### Task instructions
Copy out each line of the data below in which "else" appears.

/---

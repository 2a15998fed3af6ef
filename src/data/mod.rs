pub mod bars;
pub mod buffer;
pub mod curve;
pub mod intersection;
pub mod items;
pub mod markers;
pub mod sample;
pub mod window;
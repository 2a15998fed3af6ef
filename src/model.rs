//! Live data model: one buffer plus the dispatch from incoming records.
//!
//! Each plot item owns one model. Records arriving from a data source are
//! checked against the model's buffer type and validity rules and then
//! written; everything else is dropped with a single warning per model.

use std::sync::mpsc::Receiver;

use serde::{Deserialize, Serialize};

use crate::data::bars::{BarBuffer, InjectionBarBuffer};
use crate::data::buffer::{BufferVariant, SortedSampleBuffer};
use crate::data::curve::CurveBuffer;
use crate::data::items::{ItemData, Validate};
use crate::data::markers::TimestampMarkerBuffer;
use crate::data::sample::{Columns, Sample};
use crate::error::Result;

/// Which buffer a model holds.
#[derive(Debug, Clone, Copy, PartialEq, Eq, Default, Serialize, Deserialize)]
pub enum ModelKind {
    #[default]
    Curve,
    Bar,
    InjectionBar,
    TimestampMarker,
}

/// The buffer behind a [`LiveDataModel`].
#[derive(Debug, Clone)]
pub enum ModelBuffer {
    Curve(CurveBuffer),
    Bar(BarBuffer),
    InjectionBar(InjectionBarBuffer),
    TimestampMarker(TimestampMarkerBuffer),
}

impl ModelBuffer {
    pub fn new(kind: ModelKind, capacity: usize) -> Self {
        match kind {
            ModelKind::Curve => ModelBuffer::Curve(CurveBuffer::new(capacity)),
            ModelKind::Bar => ModelBuffer::Bar(BarBuffer::new(capacity)),
            ModelKind::InjectionBar => {
                ModelBuffer::InjectionBar(InjectionBarBuffer::new(capacity))
            }
            ModelKind::TimestampMarker => {
                ModelBuffer::TimestampMarker(TimestampMarkerBuffer::new(capacity))
            }
        }
    }

    pub fn kind(&self) -> ModelKind {
        match self {
            ModelBuffer::Curve(_) => ModelKind::Curve,
            ModelBuffer::Bar(_) => ModelKind::Bar,
            ModelBuffer::InjectionBar(_) => ModelKind::InjectionBar,
            ModelBuffer::TimestampMarker(_) => ModelKind::TimestampMarker,
        }
    }

    /// Untyped view of the underlying buffer.
    pub fn samples(&self) -> &SortedSampleBuffer {
        match self {
            ModelBuffer::Curve(b) => b.buffer(),
            ModelBuffer::Bar(b) => b.buffer(),
            ModelBuffer::InjectionBar(b) => b.buffer(),
            ModelBuffer::TimestampMarker(b) => b.buffer(),
        }
    }

    fn samples_mut(&mut self) -> &mut SortedSampleBuffer {
        match self {
            ModelBuffer::Curve(b) => b.buffer_mut(),
            ModelBuffer::Bar(b) => b.buffer_mut(),
            ModelBuffer::InjectionBar(b) => b.buffer_mut(),
            ModelBuffer::TimestampMarker(b) => b.buffer_mut(),
        }
    }

    /// Write `data` if it fits this buffer. Returns `Ok(false)` when it
    /// does not; the record is not validated here.
    fn write(&mut self, data: ItemData) -> Result<bool> {
        match (self, data) {
            (ModelBuffer::Curve(b), ItemData::Point(p)) => b.insert_one(p.x, p.y)?,
            (ModelBuffer::Curve(b), ItemData::Curve(c)) => b.insert_many(&c.x, &c.y)?,
            (ModelBuffer::Bar(b), ItemData::Bar(bar)) => {
                b.insert_one(bar.x, Sample::from(bar.y).or(0.0), bar.height)?
            }
            (ModelBuffer::Bar(b), ItemData::Bars(bars)) => {
                let x: Vec<f64> = bars.iter().map(|bar| bar.x).collect();
                let y: Vec<f64> = bars
                    .iter()
                    .map(|bar| Sample::from(bar.y).or(0.0))
                    .collect();
                let heights: Vec<f64> = bars.iter().map(|bar| bar.height).collect();
                b.insert_many(&x, &y, &heights)?
            }
            (ModelBuffer::InjectionBar(b), ItemData::InjectionBar(bar)) => b.insert_one(&bar)?,
            (ModelBuffer::InjectionBar(b), ItemData::InjectionBars(bars)) => {
                b.insert_many(&bars)?
            }
            (ModelBuffer::TimestampMarker(b), ItemData::TimestampMarker(m)) => {
                b.insert_marker(&m)?
            }
            (ModelBuffer::TimestampMarker(b), ItemData::TimestampMarkers(markers)) => {
                let x: Vec<f64> = markers.iter().map(|m| m.x).collect();
                let colors: Vec<&str> = markers.iter().map(|m| m.resolved_color()).collect();
                let labels: Vec<&str> = markers.iter().map(|m| m.label.as_str()).collect();
                b.insert_many(&x, &colors, &labels)?
            }
            _ => return Ok(false),
        }
        Ok(true)
    }
}

/// A buffer fed by a data source.
#[derive(Debug, Clone)]
pub struct LiveDataModel {
    buffer: ModelBuffer,
    warned: bool,
}

impl LiveDataModel {
    pub fn new(kind: ModelKind, capacity: usize) -> Self {
        Self {
            buffer: ModelBuffer::new(kind, capacity),
            warned: false,
        }
    }

    pub fn kind(&self) -> ModelKind {
        self.buffer.kind()
    }

    pub fn buffer(&self) -> &ModelBuffer {
        &self.buffer
    }

    pub fn as_curve(&self) -> Option<&CurveBuffer> {
        match &self.buffer {
            ModelBuffer::Curve(b) => Some(b),
            _ => None,
        }
    }

    /// Write one record from a data source.
    ///
    /// Returns `Ok(true)` if it was stored and `Ok(false)` if it does not
    /// fit this model or is invalid. A collection is stored only if every
    /// element is valid.
    pub fn handle(&mut self, data: ItemData) -> Result<bool> {
        let name = data.name();
        if !data.is_valid() {
            self.reject(name, "it is not valid");
            return Ok(false);
        }
        let stored = self.buffer.write(data)?;
        if !stored {
            self.reject(name, "it does not fit this model");
        }
        Ok(stored)
    }

    /// Handle every record waiting in `rx` without blocking. Returns how
    /// many were stored.
    pub fn drain(&mut self, rx: &Receiver<ItemData>) -> usize {
        let mut stored = 0;
        while let Ok(item) = rx.try_recv() {
            match self.handle(item) {
                Ok(true) => stored += 1,
                Ok(false) => {}
                Err(e) => log::warn!("dropping record: {e}"),
            }
        }
        stored
    }

    fn reject(&mut self, name: &str, reason: &str) {
        if !self.warned {
            log::warn!(
                "ignoring {} data for {:?} model because {}; further drops are not reported",
                name,
                self.kind(),
                reason
            );
            self.warned = true;
        }
    }

    pub fn full(&self) -> Columns {
        self.buffer.samples().full()
    }

    pub fn subset(&self, start: f64, end: f64) -> Columns {
        self.buffer.samples().subset(start, end)
    }

    pub fn smallest_gap(&self) -> f64 {
        self.buffer.samples().smallest_gap()
    }

    pub fn is_empty(&self) -> bool {
        self.buffer.samples().is_empty()
    }

    pub fn capacity(&self) -> usize {
        self.buffer.samples().capacity()
    }

    pub fn occupied_count(&self) -> usize {
        self.buffer.samples().occupied_count()
    }

    pub fn highest_non_nan_primary(&self) -> Option<f64> {
        self.buffer.samples().highest_non_nan_primary()
    }

    pub fn reset(&mut self) {
        self.buffer.samples_mut().reset();
    }
}
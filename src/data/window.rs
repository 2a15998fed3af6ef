//! Visible time windows.
//!
//! A window is advanced once per frame with the newest timestamp and tells
//! the renderer which primary range of the buffers to show.
//!
//! * [`ScrollingWindow`]: the newest `size` units, sliding with time.
//! * [`WrappingWindow`]: a fixed `[start, end]` range in which the newest
//!   data is drawn over the oldest, like a sweeping oscilloscope pointer.
//!   Each pass over the range is a *cycle*; raw timestamps of cycle `n` are
//!   mapped into the display range by subtracting `n * size`.

use std::fmt;

/// Window length used when none (or an unusable one) is configured.
pub const DEFAULT_WINDOW_SIZE: f64 = 10.0;

/// Common interface of both window styles.
pub trait TimeWindow {
    /// Advance the window to `now`.
    fn update(&mut self, now: f64);

    /// Primary range `(start, end)` to display.
    fn active_range(&self) -> (f64, f64);

    /// Window length in primary units.
    fn size(&self) -> f64;
}

/// `size` if it is a usable window length, otherwise the default with a
/// warning.
pub(crate) fn checked_size(size: f64) -> f64 {
    if size.is_finite() && size > 0.0 {
        size
    } else {
        log::warn!(
            "window size {} is not a positive number; using {} instead",
            size,
            DEFAULT_WINDOW_SIZE
        );
        DEFAULT_WINDOW_SIZE
    }
}

#[derive(Debug, Clone, Copy, PartialEq)]
pub struct ScrollingWindow {
    size: f64,
    x_range_offset: f64,
    start: f64,
    end: f64,
}

impl ScrollingWindow {
    pub fn new(size: f64) -> Self {
        Self::with_offset(size, 0.0)
    }

    /// Window whose right edge sits `x_range_offset` after the newest
    /// timestamp (a negative offset hides the newest data).
    pub fn with_offset(size: f64, x_range_offset: f64) -> Self {
        Self {
            size: checked_size(size),
            x_range_offset,
            start: f64::NAN,
            end: f64::NAN,
        }
    }

    pub fn x_range_offset(&self) -> f64 {
        self.x_range_offset
    }

    pub fn start(&self) -> f64 {
        self.start
    }

    pub fn end(&self) -> f64 {
        self.end
    }
}

impl Default for ScrollingWindow {
    fn default() -> Self {
        Self::new(DEFAULT_WINDOW_SIZE)
    }
}

impl TimeWindow for ScrollingWindow {
    fn update(&mut self, now: f64) {
        self.start = now - self.size + self.x_range_offset;
        self.end = now + self.x_range_offset;
    }

    fn active_range(&self) -> (f64, f64) {
        (self.start, self.end)
    }

    fn size(&self) -> f64 {
        self.size
    }
}

/// Sweeping window ("sliding pointer").
///
/// Unanchored until the first [`TimeWindow::update`]; that call fixes
/// `start` at the given time. The cycle number never decreases, so a late
/// timestamp does not move the window back.
#[derive(Debug, Clone, Copy, PartialEq)]
pub struct WrappingWindow {
    size: f64,
    start: f64,
    end: f64,
    cycle: u64,
    anchored: bool,
}

impl WrappingWindow {
    pub fn new(size: f64) -> Self {
        Self {
            size: checked_size(size),
            start: f64::NAN,
            end: f64::NAN,
            cycle: 0,
            anchored: false,
        }
    }

    pub fn is_anchored(&self) -> bool {
        self.anchored
    }

    /// Number of completed passes over the window since anchoring.
    pub fn cycle_number(&self) -> u64 {
        self.cycle
    }

    fn shifted_by(&self, cycles: f64) -> (f64, f64) {
        (self.start + cycles * self.size, self.end + cycles * self.size)
    }

    /// Raw timestamps covered by the current cycle.
    pub fn current_cycle_range(&self) -> (f64, f64) {
        self.shifted_by(self.cycle as f64)
    }

    /// Raw timestamps covered by the previous cycle. Before the first
    /// wrap this lies entirely before `start`.
    pub fn previous_cycle_range(&self) -> (f64, f64) {
        self.shifted_by(self.cycle as f64 - 1.0)
    }

    pub fn current_cycle_offset(&self) -> f64 {
        self.size * self.cycle as f64
    }

    pub fn previous_cycle_offset(&self) -> f64 {
        self.size * (self.cycle as f64 - 1.0)
    }

    /// Raw timestamp at which the previous cycle ended and the current one
    /// began.
    pub fn previous_cycle_end_timestamp(&self) -> f64 {
        self.previous_cycle_range().1
    }

    /// Display position of the raw timestamp `t` in the current cycle.
    pub fn x_pos(&self, t: f64) -> f64 {
        t - self.current_cycle_offset()
    }
}

impl Default for WrappingWindow {
    fn default() -> Self {
        Self::new(DEFAULT_WINDOW_SIZE)
    }
}

impl TimeWindow for WrappingWindow {
    fn update(&mut self, now: f64) {
        if now.is_nan() {
            return;
        }
        if !self.anchored {
            self.start = now;
            self.end = now + self.size;
            self.anchored = true;
        }
        let passes = ((now - self.start) / self.size).floor();
        if passes > self.cycle as f64 {
            self.cycle = passes as u64;
        }
    }

    fn active_range(&self) -> (f64, f64) {
        (self.start, self.end)
    }

    fn size(&self) -> f64 {
        self.size
    }
}

/// Either window style, chosen at runtime from configuration.
#[derive(Debug, Clone, Copy, PartialEq)]
pub enum WindowModel {
    Scrolling(ScrollingWindow),
    Wrapping(WrappingWindow),
}

impl WindowModel {
    pub fn as_wrapping(&self) -> Option<&WrappingWindow> {
        match self {
            WindowModel::Wrapping(w) => Some(w),
            WindowModel::Scrolling(_) => None,
        }
    }

    pub fn as_scrolling(&self) -> Option<&ScrollingWindow> {
        match self {
            WindowModel::Scrolling(w) => Some(w),
            WindowModel::Wrapping(_) => None,
        }
    }
}

impl Default for WindowModel {
    fn default() -> Self {
        WindowModel::Scrolling(ScrollingWindow::default())
    }
}

impl From<ScrollingWindow> for WindowModel {
    fn from(w: ScrollingWindow) -> Self {
        WindowModel::Scrolling(w)
    }
}

impl From<WrappingWindow> for WindowModel {
    fn from(w: WrappingWindow) -> Self {
        WindowModel::Wrapping(w)
    }
}

impl TimeWindow for WindowModel {
    fn update(&mut self, now: f64) {
        match self {
            WindowModel::Scrolling(w) => w.update(now),
            WindowModel::Wrapping(w) => w.update(now),
        }
    }

    fn active_range(&self) -> (f64, f64) {
        match self {
            WindowModel::Scrolling(w) => w.active_range(),
            WindowModel::Wrapping(w) => w.active_range(),
        }
    }

    fn size(&self) -> f64 {
        match self {
            WindowModel::Scrolling(w) => w.size(),
            WindowModel::Wrapping(w) => w.size(),
        }
    }
}

impl fmt::Display for WindowModel {
    fn fmt(&self, f: &mut fmt::Formatter<'_>) -> fmt::Result {
        let (start, end) = self.active_range();
        match self {
            WindowModel::Scrolling(_) => write!(f, "scrolling [{start}, {end}]"),
            WindowModel::Wrapping(w) => {
                write!(f, "wrapping [{start}, {end}] cycle {}", w.cycle_number())
            }
        }
    }
}
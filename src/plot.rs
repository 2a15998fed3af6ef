//! egui_plot items built from buffer reads.
//!
//! Only converts data; painting, layout and interaction stay with the
//! caller's plot UI.

use egui::Color32;
use egui_plot::{Bar, BarChart, Line, PlotPoints, VLine};

use crate::data::bars::BarSlice;
use crate::data::curve::CurveSlice;
use crate::data::markers::{MarkerSlice, DEFAULT_COLOR};
use crate::sweep::SweepFrame;

/// Runs of consecutive real points. A row with a NaN `x` or `y` ends the
/// current run; empty runs are not returned.
pub fn line_runs(curve: &CurveSlice) -> Vec<Vec<[f64; 2]>> {
    let mut runs = Vec::new();
    let mut run: Vec<[f64; 2]> = Vec::new();
    for [x, y] in curve.points() {
        if x.is_nan() || y.is_nan() {
            if !run.is_empty() {
                runs.push(std::mem::take(&mut run));
            }
        } else {
            run.push([x, y]);
        }
    }
    if !run.is_empty() {
        runs.push(run);
    }
    runs
}

/// One line per run of a curve read, so gap rows show as breaks.
pub fn curve_lines(name: &str, curve: &CurveSlice) -> Vec<Line<'static>> {
    line_runs(curve)
        .into_iter()
        .map(|run| Line::new(name.to_string(), PlotPoints::from(run)))
        .collect()
}

/// Lines for a sweep. The two pieces are never joined, so the newest point
/// is not connected to the oldest one.
pub fn sweep_lines(name: &str, frame: &SweepFrame) -> Vec<Line<'static>> {
    curve_lines(name, &frame.polyline())
}

pub fn bar_chart(name: &str, bars: &BarSlice) -> BarChart {
    let bars: Vec<Bar> = bars
        .bars()
        .filter(|b| !b.x.is_nan() && !b.height.is_nan())
        .map(|b| Bar::new(b.x, b.height).base_offset(b.y))
        .collect();
    BarChart::new(name.to_string(), bars)
}

/// Parse a `#rrggbb` / `#rrggbbaa` color, falling back to the default
/// marker color.
pub fn marker_color(hex: &str) -> Color32 {
    match Color32::from_hex(hex) {
        Ok(c) => c,
        Err(e) => {
            log::warn!("unusable marker color {hex:?} ({e:?}); using {DEFAULT_COLOR}");
            Color32::WHITE
        }
    }
}

pub fn marker_lines(markers: &MarkerSlice) -> Vec<VLine> {
    markers
        .markers()
        .filter(|m| !m.x.is_nan())
        .map(|m| VLine::new(m.label.clone(), m.x).color(marker_color(&m.color)))
        .collect()
}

\---

### Answer to the problem
//! written; everything else is dropped with a single warning per model.
    } else {
        } else {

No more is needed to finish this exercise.